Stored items
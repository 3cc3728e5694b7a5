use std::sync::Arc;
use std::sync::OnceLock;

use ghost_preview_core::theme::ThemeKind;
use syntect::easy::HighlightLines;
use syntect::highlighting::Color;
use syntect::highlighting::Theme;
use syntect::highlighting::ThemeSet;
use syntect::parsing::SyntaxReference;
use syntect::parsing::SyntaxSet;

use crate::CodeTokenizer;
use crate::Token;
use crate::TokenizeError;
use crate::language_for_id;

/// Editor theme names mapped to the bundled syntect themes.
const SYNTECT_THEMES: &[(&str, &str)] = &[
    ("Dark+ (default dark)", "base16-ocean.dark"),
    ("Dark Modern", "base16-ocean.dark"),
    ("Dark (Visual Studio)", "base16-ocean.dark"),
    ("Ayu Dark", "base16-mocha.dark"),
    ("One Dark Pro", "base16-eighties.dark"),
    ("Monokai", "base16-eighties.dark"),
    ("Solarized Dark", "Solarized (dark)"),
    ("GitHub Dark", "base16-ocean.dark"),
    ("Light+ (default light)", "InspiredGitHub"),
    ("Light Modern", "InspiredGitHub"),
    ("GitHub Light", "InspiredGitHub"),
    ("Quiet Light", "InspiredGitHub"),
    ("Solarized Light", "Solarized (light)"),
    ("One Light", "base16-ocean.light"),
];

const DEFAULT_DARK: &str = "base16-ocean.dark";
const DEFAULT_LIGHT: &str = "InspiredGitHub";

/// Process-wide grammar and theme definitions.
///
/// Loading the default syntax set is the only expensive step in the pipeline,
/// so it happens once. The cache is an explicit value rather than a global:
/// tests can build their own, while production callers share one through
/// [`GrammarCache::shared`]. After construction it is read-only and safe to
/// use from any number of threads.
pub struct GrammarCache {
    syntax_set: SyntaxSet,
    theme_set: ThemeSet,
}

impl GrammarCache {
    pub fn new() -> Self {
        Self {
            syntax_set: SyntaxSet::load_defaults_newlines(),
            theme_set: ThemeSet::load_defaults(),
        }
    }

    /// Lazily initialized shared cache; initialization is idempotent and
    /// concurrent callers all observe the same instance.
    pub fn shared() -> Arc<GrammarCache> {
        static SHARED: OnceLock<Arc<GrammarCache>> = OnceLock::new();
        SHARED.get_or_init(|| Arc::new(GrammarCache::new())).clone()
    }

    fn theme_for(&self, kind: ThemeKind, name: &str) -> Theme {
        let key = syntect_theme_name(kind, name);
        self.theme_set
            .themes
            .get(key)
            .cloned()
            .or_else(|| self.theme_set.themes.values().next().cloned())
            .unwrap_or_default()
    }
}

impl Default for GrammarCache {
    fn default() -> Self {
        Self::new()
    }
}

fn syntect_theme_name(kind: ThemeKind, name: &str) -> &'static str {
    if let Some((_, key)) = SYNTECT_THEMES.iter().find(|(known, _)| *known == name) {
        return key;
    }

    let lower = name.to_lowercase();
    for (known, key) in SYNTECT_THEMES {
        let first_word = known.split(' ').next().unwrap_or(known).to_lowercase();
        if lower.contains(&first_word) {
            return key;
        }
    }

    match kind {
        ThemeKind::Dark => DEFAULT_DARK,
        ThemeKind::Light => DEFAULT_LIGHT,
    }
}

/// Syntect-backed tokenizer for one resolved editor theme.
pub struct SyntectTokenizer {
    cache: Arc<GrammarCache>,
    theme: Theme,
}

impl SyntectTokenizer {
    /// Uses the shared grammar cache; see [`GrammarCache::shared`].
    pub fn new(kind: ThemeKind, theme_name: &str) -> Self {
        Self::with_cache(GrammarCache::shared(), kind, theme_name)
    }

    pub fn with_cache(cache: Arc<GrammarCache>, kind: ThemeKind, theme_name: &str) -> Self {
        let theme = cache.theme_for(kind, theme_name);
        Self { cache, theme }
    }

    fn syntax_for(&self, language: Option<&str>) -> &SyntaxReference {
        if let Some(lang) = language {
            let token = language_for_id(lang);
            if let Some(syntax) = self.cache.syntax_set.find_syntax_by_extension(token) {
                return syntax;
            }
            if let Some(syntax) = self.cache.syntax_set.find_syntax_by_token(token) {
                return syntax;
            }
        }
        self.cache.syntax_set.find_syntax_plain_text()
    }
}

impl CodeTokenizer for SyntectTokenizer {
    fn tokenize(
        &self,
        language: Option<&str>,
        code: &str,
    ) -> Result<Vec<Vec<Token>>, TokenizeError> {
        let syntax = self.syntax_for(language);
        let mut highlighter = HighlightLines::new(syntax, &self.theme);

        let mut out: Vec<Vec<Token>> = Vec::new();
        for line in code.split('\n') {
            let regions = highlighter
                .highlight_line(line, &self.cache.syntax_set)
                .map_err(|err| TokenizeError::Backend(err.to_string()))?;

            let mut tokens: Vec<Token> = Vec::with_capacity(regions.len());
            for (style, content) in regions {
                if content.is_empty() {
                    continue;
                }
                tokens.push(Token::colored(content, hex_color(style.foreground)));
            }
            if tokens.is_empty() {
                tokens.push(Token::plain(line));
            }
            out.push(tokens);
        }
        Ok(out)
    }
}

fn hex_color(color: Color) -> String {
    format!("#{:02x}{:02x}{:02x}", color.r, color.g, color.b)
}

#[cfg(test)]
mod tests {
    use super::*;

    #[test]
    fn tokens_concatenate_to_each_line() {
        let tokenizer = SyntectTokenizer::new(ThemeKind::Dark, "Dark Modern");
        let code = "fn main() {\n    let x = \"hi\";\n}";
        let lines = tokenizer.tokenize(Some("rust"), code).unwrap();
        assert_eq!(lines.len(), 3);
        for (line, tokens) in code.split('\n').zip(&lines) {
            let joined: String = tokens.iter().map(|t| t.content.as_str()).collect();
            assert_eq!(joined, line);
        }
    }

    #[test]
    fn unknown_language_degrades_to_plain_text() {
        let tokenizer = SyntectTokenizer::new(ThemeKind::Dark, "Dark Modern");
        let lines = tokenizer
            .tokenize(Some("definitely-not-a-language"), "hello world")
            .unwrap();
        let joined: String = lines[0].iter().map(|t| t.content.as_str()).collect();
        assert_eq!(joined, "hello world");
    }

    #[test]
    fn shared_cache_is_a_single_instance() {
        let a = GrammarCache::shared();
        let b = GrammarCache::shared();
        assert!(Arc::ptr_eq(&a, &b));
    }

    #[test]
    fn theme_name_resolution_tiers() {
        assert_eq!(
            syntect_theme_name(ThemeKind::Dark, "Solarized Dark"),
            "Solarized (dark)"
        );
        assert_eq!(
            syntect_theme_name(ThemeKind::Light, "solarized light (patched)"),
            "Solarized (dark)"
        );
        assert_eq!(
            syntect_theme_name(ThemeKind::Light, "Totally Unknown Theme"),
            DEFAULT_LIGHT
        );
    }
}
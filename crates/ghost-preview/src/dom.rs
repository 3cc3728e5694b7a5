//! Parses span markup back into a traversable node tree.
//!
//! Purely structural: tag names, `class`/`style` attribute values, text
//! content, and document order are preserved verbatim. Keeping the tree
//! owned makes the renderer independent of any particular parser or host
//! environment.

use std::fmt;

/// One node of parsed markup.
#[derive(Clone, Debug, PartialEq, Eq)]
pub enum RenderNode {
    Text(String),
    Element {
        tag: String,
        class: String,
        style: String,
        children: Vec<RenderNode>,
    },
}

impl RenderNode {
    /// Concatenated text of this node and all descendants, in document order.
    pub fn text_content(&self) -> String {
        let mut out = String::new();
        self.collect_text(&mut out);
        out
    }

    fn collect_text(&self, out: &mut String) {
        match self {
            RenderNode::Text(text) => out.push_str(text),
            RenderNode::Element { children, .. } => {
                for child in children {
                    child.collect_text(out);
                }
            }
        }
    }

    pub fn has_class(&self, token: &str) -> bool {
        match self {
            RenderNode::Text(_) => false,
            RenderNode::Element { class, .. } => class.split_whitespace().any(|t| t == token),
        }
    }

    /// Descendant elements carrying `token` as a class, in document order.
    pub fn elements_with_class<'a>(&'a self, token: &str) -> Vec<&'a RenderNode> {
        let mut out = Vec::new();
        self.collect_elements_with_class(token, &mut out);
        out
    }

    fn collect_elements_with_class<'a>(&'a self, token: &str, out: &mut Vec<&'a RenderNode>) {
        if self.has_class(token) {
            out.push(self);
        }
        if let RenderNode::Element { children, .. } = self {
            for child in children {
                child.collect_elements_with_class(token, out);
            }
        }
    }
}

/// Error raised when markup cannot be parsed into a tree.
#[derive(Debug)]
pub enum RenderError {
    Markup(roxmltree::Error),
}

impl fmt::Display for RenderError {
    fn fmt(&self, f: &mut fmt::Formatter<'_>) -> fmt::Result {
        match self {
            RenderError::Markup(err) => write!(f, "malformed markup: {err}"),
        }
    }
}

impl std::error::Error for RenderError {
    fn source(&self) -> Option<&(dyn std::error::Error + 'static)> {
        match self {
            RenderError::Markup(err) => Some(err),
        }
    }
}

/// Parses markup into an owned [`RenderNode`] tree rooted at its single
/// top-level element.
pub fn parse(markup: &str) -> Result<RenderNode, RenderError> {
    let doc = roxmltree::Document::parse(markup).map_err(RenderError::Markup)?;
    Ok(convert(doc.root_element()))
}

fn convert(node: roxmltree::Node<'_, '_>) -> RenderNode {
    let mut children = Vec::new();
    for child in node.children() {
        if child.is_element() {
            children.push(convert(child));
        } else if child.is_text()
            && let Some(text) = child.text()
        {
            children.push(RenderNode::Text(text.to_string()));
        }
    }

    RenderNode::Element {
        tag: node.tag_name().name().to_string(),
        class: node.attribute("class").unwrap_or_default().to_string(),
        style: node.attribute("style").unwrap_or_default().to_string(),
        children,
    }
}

* * *

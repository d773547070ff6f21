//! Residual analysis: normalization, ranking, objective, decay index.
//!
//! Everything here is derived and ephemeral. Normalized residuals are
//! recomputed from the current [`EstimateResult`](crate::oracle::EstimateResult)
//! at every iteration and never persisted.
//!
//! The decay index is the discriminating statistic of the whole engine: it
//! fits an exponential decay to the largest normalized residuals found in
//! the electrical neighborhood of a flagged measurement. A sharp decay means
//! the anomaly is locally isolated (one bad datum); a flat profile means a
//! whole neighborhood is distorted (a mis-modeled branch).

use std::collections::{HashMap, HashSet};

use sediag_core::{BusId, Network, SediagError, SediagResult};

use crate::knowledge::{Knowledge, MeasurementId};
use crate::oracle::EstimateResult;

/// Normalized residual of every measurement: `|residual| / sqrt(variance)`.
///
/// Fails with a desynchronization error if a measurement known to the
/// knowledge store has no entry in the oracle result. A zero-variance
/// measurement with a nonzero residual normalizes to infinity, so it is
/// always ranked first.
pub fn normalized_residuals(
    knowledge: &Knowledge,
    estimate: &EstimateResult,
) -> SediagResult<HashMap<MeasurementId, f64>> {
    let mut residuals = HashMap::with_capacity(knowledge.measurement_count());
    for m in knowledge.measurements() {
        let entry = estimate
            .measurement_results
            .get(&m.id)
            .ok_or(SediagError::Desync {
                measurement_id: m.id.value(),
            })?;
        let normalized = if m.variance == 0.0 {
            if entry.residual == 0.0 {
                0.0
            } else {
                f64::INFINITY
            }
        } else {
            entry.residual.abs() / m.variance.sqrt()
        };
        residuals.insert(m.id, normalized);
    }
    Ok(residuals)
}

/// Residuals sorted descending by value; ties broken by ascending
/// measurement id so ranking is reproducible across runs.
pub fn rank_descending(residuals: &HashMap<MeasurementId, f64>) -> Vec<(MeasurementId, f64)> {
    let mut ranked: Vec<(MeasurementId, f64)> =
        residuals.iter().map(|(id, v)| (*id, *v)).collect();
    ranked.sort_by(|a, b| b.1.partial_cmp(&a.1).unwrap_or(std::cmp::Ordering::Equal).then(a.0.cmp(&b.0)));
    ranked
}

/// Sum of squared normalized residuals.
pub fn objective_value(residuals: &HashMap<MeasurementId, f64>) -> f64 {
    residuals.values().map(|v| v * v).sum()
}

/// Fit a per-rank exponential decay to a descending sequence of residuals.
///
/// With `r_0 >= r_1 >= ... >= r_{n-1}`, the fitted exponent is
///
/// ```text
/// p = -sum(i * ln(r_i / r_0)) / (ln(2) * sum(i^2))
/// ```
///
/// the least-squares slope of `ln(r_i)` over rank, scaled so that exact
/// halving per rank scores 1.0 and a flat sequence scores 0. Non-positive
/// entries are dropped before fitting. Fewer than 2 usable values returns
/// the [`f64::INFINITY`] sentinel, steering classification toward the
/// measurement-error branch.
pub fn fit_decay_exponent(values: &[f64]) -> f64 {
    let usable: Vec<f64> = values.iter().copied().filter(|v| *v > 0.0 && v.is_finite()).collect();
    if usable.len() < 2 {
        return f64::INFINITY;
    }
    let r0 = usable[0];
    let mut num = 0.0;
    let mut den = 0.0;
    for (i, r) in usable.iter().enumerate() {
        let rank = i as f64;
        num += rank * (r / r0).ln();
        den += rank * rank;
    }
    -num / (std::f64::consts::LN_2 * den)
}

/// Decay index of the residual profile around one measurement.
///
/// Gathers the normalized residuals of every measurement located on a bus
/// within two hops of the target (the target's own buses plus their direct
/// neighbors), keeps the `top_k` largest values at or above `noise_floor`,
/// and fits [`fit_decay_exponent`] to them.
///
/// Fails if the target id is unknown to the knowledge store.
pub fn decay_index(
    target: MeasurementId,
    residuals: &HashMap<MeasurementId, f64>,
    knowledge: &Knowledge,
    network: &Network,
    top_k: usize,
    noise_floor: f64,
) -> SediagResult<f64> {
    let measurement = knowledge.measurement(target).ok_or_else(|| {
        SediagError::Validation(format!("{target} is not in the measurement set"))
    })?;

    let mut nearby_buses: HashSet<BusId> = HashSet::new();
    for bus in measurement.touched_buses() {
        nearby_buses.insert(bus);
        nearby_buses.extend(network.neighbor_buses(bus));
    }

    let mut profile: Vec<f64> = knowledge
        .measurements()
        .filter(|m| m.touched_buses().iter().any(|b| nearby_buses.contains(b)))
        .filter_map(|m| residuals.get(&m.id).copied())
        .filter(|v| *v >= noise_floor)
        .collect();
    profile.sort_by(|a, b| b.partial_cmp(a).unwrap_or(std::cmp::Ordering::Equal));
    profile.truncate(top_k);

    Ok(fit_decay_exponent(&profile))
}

* * *

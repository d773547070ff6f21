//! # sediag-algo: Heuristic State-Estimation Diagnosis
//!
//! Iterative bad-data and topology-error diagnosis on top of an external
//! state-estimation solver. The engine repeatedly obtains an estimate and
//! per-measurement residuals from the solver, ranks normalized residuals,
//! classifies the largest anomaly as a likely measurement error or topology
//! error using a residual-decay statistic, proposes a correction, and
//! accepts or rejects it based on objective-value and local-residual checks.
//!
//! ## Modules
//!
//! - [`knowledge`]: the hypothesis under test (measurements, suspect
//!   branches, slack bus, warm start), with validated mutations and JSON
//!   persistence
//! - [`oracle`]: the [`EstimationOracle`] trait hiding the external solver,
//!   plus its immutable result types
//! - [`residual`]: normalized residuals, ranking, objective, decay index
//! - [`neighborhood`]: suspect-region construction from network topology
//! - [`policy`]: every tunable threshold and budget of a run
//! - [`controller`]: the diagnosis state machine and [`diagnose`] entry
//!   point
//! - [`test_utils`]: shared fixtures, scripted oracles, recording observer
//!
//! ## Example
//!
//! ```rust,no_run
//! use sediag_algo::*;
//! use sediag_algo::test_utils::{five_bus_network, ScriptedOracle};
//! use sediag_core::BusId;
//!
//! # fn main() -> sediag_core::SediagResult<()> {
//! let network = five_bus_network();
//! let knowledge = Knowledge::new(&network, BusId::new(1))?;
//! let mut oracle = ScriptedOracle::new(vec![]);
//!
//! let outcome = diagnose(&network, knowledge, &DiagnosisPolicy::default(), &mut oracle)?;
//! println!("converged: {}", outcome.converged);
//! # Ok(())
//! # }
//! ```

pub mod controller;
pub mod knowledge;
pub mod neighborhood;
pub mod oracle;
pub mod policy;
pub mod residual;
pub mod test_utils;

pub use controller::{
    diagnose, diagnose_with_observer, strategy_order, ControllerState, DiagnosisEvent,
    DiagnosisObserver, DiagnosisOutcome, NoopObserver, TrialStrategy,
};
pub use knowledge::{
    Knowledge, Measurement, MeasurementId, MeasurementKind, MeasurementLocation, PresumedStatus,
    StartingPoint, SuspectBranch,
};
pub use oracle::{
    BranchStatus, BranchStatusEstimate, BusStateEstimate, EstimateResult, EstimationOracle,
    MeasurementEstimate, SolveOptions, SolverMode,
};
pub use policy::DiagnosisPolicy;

→ To do
Say how many lines in the records hold "SyntaxReference", with the number as the whole reply.

→ Result for this exercise
2